Exercise directions: Repeat word for word the opening stretch of the entries, from the first line through the line containing "for ctx in &expired".

Given records:
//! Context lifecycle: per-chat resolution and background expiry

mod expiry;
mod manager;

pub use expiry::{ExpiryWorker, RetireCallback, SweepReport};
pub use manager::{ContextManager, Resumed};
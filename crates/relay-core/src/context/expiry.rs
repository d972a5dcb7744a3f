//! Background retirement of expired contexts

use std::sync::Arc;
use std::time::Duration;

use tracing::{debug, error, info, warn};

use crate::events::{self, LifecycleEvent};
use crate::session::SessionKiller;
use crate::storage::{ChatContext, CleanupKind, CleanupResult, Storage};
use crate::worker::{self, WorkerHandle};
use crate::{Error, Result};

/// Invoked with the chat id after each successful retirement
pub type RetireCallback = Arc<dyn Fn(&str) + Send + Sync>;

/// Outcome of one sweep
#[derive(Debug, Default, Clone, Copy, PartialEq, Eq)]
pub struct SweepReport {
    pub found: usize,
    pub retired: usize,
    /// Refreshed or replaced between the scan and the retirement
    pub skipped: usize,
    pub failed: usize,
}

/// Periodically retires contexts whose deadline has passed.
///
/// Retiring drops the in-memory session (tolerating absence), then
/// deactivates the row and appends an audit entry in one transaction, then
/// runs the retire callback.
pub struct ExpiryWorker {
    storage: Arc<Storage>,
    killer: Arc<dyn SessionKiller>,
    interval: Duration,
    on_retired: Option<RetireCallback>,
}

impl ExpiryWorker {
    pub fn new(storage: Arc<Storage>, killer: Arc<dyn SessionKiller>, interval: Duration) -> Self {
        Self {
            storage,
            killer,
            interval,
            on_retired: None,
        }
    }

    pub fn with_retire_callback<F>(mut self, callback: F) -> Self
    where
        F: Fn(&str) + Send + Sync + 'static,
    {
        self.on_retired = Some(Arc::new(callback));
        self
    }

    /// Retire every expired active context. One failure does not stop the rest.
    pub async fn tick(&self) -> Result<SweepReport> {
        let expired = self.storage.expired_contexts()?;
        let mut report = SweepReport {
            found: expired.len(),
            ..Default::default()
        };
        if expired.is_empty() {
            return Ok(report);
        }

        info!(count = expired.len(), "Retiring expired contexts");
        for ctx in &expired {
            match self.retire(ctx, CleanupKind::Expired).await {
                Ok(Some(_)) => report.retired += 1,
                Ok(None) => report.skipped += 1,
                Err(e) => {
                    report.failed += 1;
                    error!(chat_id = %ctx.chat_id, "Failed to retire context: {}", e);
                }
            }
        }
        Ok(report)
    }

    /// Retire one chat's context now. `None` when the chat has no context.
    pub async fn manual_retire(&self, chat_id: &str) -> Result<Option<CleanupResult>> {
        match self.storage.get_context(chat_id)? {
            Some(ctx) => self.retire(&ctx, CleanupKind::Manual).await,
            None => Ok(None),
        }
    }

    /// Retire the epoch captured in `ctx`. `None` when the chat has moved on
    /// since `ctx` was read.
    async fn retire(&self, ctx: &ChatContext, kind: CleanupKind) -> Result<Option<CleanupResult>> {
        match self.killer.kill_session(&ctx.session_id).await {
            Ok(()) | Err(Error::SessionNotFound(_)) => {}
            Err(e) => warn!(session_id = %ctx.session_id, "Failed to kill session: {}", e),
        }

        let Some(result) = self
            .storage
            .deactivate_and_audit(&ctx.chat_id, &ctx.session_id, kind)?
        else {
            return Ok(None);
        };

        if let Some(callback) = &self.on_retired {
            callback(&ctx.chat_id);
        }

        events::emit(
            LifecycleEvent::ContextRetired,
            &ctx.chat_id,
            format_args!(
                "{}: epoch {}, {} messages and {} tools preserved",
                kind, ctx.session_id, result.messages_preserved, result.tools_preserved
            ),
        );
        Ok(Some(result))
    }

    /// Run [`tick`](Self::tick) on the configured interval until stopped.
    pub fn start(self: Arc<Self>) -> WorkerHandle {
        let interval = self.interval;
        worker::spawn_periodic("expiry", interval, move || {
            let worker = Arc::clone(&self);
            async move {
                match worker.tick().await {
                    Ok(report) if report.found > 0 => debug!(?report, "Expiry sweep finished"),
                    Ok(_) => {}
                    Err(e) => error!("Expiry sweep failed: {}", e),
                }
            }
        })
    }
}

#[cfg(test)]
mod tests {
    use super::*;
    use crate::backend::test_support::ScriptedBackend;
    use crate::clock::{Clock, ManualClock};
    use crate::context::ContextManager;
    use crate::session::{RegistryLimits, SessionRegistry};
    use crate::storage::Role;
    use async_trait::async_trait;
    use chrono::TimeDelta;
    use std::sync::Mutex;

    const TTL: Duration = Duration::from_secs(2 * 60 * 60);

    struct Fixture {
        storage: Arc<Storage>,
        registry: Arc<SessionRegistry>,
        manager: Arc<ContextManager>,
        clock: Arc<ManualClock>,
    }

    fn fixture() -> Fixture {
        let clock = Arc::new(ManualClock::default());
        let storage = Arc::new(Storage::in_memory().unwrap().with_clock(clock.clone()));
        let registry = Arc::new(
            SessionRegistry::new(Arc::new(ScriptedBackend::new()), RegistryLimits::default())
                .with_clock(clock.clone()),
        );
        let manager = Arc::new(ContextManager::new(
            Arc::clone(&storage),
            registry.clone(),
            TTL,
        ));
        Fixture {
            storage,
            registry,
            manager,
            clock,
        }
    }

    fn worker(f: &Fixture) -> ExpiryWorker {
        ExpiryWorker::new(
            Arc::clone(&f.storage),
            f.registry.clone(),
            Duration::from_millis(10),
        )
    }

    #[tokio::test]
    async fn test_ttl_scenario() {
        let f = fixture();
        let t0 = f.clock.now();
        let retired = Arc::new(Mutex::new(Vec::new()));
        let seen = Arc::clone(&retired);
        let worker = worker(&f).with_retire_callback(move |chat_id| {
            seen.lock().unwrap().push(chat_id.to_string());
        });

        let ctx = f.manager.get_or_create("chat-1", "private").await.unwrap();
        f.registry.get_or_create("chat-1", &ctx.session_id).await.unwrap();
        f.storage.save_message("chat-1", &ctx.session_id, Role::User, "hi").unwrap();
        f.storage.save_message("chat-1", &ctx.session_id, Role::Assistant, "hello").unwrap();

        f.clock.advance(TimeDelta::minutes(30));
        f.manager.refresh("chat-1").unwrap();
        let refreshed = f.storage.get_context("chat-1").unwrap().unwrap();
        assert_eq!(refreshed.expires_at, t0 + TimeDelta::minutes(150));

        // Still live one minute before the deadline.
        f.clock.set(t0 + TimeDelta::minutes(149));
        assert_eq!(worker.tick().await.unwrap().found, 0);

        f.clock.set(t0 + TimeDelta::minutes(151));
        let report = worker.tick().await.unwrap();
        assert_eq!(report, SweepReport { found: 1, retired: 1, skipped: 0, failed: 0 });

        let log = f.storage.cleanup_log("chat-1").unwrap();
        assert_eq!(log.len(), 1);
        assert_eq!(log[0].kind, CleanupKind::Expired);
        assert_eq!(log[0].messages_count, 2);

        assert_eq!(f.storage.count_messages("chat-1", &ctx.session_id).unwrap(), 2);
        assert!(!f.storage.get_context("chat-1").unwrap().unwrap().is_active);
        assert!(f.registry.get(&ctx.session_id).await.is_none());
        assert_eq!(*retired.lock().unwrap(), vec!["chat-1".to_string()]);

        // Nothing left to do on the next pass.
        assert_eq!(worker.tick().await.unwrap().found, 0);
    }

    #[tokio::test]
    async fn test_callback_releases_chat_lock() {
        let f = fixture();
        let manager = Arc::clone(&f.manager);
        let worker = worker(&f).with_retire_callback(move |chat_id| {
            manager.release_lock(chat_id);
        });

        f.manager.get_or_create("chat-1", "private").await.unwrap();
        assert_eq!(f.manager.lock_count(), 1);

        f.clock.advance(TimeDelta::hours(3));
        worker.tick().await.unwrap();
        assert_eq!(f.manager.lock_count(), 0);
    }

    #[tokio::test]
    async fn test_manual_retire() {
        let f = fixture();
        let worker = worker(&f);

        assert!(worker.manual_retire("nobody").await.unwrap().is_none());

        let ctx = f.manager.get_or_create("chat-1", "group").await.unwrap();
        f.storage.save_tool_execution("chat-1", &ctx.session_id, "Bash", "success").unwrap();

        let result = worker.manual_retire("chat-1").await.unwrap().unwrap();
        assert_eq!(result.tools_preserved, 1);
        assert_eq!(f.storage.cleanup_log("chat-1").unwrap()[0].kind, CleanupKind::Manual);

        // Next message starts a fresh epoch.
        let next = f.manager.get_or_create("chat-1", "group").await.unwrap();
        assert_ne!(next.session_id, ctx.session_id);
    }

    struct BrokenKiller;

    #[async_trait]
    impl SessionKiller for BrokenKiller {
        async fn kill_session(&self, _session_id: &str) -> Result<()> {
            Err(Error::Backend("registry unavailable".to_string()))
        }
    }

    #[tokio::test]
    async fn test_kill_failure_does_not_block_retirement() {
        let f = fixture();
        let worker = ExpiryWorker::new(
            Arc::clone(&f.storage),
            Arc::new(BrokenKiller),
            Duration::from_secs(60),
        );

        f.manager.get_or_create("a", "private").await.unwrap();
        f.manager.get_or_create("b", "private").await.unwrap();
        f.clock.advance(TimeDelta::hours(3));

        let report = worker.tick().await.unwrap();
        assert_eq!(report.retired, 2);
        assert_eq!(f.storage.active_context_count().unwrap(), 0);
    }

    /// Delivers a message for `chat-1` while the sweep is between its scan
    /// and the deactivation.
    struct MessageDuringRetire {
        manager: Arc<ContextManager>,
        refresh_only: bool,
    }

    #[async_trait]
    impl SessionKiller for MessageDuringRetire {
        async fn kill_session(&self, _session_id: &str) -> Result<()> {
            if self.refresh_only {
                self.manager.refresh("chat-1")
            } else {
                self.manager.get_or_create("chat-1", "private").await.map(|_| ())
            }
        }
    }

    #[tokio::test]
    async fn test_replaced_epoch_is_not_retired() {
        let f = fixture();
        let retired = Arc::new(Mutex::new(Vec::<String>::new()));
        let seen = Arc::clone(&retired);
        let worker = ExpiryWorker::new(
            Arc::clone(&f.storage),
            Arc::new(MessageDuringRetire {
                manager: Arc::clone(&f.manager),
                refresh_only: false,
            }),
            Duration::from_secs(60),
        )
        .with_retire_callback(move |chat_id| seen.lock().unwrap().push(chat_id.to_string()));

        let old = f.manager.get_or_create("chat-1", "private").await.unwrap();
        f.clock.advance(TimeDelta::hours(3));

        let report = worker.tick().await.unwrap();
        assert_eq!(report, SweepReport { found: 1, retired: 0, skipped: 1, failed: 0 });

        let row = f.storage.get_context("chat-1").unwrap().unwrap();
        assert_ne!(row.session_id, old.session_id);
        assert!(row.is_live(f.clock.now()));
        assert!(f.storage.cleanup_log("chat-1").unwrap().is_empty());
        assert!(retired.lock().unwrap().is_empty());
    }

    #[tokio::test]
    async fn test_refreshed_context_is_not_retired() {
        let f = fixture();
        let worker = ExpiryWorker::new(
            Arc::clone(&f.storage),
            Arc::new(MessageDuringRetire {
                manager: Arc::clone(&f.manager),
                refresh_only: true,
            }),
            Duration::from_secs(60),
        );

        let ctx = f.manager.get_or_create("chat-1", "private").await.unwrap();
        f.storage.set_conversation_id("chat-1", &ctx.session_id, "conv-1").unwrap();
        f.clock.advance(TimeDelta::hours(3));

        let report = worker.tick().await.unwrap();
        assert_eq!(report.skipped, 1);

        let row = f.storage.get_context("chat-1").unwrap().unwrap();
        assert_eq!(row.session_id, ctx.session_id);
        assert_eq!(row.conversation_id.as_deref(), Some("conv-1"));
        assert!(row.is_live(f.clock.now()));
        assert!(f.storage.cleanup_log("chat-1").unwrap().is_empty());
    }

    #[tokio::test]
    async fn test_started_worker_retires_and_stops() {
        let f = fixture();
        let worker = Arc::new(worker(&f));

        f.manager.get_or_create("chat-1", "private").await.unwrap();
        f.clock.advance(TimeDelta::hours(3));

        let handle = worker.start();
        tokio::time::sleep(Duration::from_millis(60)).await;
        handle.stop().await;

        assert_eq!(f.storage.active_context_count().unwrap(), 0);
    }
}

Result below:
//! Context lifecycle: per-chat resolution and background expiry

mod expiry;
mod manager;

pub use expiry::{ExpiryWorker, RetireCallback, SweepReport};
pub use manager::{ContextManager, Resumed};
filename crates/relay-core/src/context/expiry.rs
repository d972a5dcb7744a3f
//! Background retirement of expired contexts

use std::sync::Arc;
use std::time::Duration;

use tracing::{debug, error, info, warn};

use crate::events::{self, LifecycleEvent};
use crate::session::SessionKiller;
use crate::storage::{ChatContext, CleanupKind, CleanupResult, Storage};
use crate::worker::{self, WorkerHandle};
use crate::{Error, Result};

/// Invoked with the chat id after each successful retirement
pub type RetireCallback = Arc<dyn Fn(&str) + Send + Sync>;

/// Outcome of one sweep
#[derive(Debug, Default, Clone, Copy, PartialEq, Eq)]
pub struct SweepReport {
    pub found: usize,
    pub retired: usize,
    /// Refreshed or replaced between the scan and the retirement
    pub skipped: usize,
    pub failed: usize,
}

/// Periodically retires contexts whose deadline has passed.
///
/// Retiring drops the in-memory session (tolerating absence), then
/// deactivates the row and appends an audit entry in one transaction, then
/// runs the retire callback.
pub struct ExpiryWorker {
    storage: Arc<Storage>,
    killer: Arc<dyn SessionKiller>,
    interval: Duration,
    on_retired: Option<RetireCallback>,
}

impl ExpiryWorker {
    pub fn new(storage: Arc<Storage>, killer: Arc<dyn SessionKiller>, interval: Duration) -> Self {
        Self {
            storage,
            killer,
            interval,
            on_retired: None,
        }
    }

    pub fn with_retire_callback<F>(mut self, callback: F) -> Self
    where
        F: Fn(&str) + Send + Sync + 'static,
    {
        self.on_retired = Some(Arc::new(callback));
        self
    }

    /// Retire every expired active context. One failure does not stop the rest.
    pub async fn tick(&self) -> Result<SweepReport> {
        let expired = self.storage.expired_contexts()?;
        let mut report = SweepReport {
            found: expired.len(),
            ..Default::default()
        };
        if expired.is_empty() {
            return Ok(report);
        }

        info!(count = expired.len(), "Retiring expired contexts");
        for ctx in &expired {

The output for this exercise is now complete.